* RECORDED INFORMATION
//! Chart Viewer Widget
//! Central scrollable report: introduction, reference table, yearly and
//! monthly sections with interactive plots.

use crate::charts::ChartPlotter;
use crate::data::{AggregateRow, Location};
use crate::report::reference::{
    BOX_PLOT_LEAD, DATA_SOURCE, INTRODUCTION, MONTHLY_LEAD, TITLE, YEARLY_NARRATIVE,
};
use crate::report::{Dashboard, PresentError};
use egui::{RichText, ScrollArea};
use std::collections::BTreeMap;

const SECTION_SPACING: f32 = 15.0;

/// Scrollable report display area.
#[derive(Default)]
pub struct ChartViewer {
    dashboard: Option<Dashboard>,
    /// Per-location rows, extracted once per dashboard instead of per frame.
    yearly: BTreeMap<Location, Vec<AggregateRow>>,
    monthly: BTreeMap<Location, Vec<AggregateRow>>,
}

impl ChartViewer {
    pub fn new() -> Self {
        Self::default()
    }

    pub fn dashboard(&self) -> Option<&Dashboard> {
        self.dashboard.as_ref()
    }

    /// Replace the displayed report.
    pub fn set_dashboard(&mut self, dashboard: Dashboard) -> Result<(), PresentError> {
        let mut yearly = BTreeMap::new();
        let mut monthly = BTreeMap::new();
        for location in Location::ALL {
            yearly.insert(location, dashboard.yearly_rows(location)?);
            monthly.insert(location, dashboard.monthly_rows(location)?);
        }

        self.yearly = yearly;
        self.monthly = monthly;
        self.dashboard = Some(dashboard);
        Ok(())
    }

    pub fn show(&mut self, ui: &mut egui::Ui) {
        let Some(dashboard) = &self.dashboard else {
            ui.centered_and_justified(|ui| {
                ui.label(RichText::new("No Data").size(20.0));
            });
            return;
        };

        ScrollArea::vertical()
            .auto_shrink([false, false])
            .show(ui, |ui| {
                ui.heading(RichText::new(TITLE).size(26.0).strong());
                ui.add_space(SECTION_SPACING);

                // Introduction
                ui.heading("Introduction");
                for paragraph in INTRODUCTION {
                    ui.label(paragraph);
                    ui.add_space(6.0);
                }
                ChartPlotter::draw_reference_table(ui);
                ui.add_space(6.0);
                ui.label(DATA_SOURCE);
                ui.add_space(SECTION_SPACING);

                // Historical data
                ui.heading("Historical Data");
                ui.label(RichText::new("Yearly Data").size(16.0).strong());
                ui.add_space(6.0);

                let scale_max = dashboard.max_aqi();
                ui.columns(2, |columns| {
                    for (ui, location) in columns.iter_mut().zip(Location::ALL) {
                        ui.label(RichText::new(location.label()).strong());
                        ui.hyperlink_to("🗺 Map", location.map_embed_url());
                        ui.add_space(4.0);
                        if let Some(rows) = self.yearly.get(&location) {
                            ChartPlotter::draw_yearly_table(ui, rows, location, scale_max);
                        }
                    }
                });

                ui.add_space(SECTION_SPACING);
                ui.label(YEARLY_NARRATIVE);
                ui.add_space(6.0);
                ui.label(BOX_PLOT_LEAD);
                ChartPlotter::draw_yearly_boxplot(ui, dashboard);

                ui.add_space(SECTION_SPACING);
                ui.label(MONTHLY_LEAD);
                ui.add_space(6.0);
                ui.label(RichText::new("Monthly Data").size(16.0).strong());

                for location in Location::ALL {
                    let Some(rows) = self.monthly.get(&location) else {
                        continue;
                    };
                    ui.add_space(SECTION_SPACING);
                    ui.label(RichText::new(location.label()).strong());
                    ChartPlotter::draw_monthly_area(ui, rows, location);
                    ui.add_space(6.0);
                    ChartPlotter::draw_monthly_table(ui, rows, location);
                }
            });
    }
}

* TASK BRIEF
Without adding anything, say how many lines in the listing above include the string "size".

* EXPECTED ANSWER
4